- **Material supplied**
┄┄┄┄┄┄┄┄┄┄┄┄┄┄┄┄┄┄┄┄

//! Native handle lifecycle for one control.
//!
//! A [`Control`] owns at most one native handle built by its [`NativeWidget`]
//! factory. Logical properties live in delayed slots and survive any number
//! of destroy+create cycles. Changing a structural value while the handle
//! exists rebuilds it: live values are received into the cache, the handle
//! and its id go away, a new handle is built from the structural values and
//! the cache is applied to it again.
//!
//! Re-entrancy is tracked with one depth counter. Structural changes made
//! while an operation is in flight only bump the structure version; the
//! outermost operation compares that version with the one the handle was
//! built from and drains the difference before it returns.

use std::any::type_name;
use std::fmt;
use std::rc::{Rc, Weak};

use bitflags::{Flags, bitflags};
use tether_core::profiling::{profile_function, profile_scope};

use crate::delayed::{DelayedFlags, DelayedValue, DelayedValues, FlagsKey, SlotKey};
use crate::env::Environment;
use crate::error::{HandleError, HandleResult};
use crate::event::ControlEvent;
use crate::id::NativeId;
use crate::identity::{ItemCategory, RawHandle};
use crate::object::{ObjectCell, ObjectRef, WeakObjectRef};
use crate::structure::{NativeCx, RecreateState, StructuralKey, StructuralValues};

/// Factory hooks a widget adapter supplies to build and tear down its
/// native resource. Only `create`, `destroy` and `raw` are required.
pub trait NativeWidget: 'static {
    type Handle: 'static;

    /// Build the native resource from the structural values and the cached
    /// delayed values.
    fn create(&mut self, cx: &CreateContext<'_, Self::Handle>) -> HandleResult<Self::Handle>;

    fn destroy(&mut self, handle: Self::Handle);

    fn raw(&self, handle: &Self::Handle) -> RawHandle;

    fn bind_events(&mut self, _handle: &mut Self::Handle) {}

    fn unbind_events(&mut self, _handle: &mut Self::Handle) {}

    /// Move the handle under a new native parent.
    fn reparent(&mut self, _handle: &mut Self::Handle, _parent: Option<RawHandle>) {}

    /// Runs before delayed values are applied.
    fn on_created(&mut self, _handle: &mut Self::Handle) {}

    /// Runs after delayed values are received, before events are unbound.
    fn on_destroying(&mut self, _handle: &mut Self::Handle) {}

    fn on_destroyed(&mut self) {}

    /// Let go of a handle the control does not own
    /// (see [`ControlFlags::DO_NOT_DESTROY`]).
    fn detach(&mut self, handle: Self::Handle) {
        drop(handle);
    }
}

┄┄┄┄┄┄┄┄┄┄┄┄┄┄┄┄┄┄┄┄

- **What is needed**
Your answer should be the lines above from the one containing "before it returns." through the one containing "fn create(&mut self, cx: &CreateContext<'_, Self::Handle>)", copied exactly and with both ends kept.

- **Answer for the task**
//! built from and drains the difference before it returns.

use std::any::type_name;
use std::fmt;
use std::rc::{Rc, Weak};

use bitflags::{Flags, bitflags};
use tether_core::profiling::{profile_function, profile_scope};

use crate::delayed::{DelayedFlags, DelayedValue, DelayedValues, FlagsKey, SlotKey};
use crate::env::Environment;
use crate::error::{HandleError, HandleResult};
use crate::event::ControlEvent;
use crate::id::NativeId;
use crate::identity::{ItemCategory, RawHandle};
use crate::object::{ObjectCell, ObjectRef, WeakObjectRef};
use crate::structure::{NativeCx, RecreateState, StructuralKey, StructuralValues};

/// Factory hooks a widget adapter supplies to build and tear down its
/// native resource. Only `create`, `destroy` and `raw` are required.
pub trait NativeWidget: 'static {
    type Handle: 'static;

    /// Build the native resource from the structural values and the cached
    /// delayed values.
    fn create(&mut self, cx: &CreateContext<'_, Self::Handle>) -> HandleResult<Self::Handle>;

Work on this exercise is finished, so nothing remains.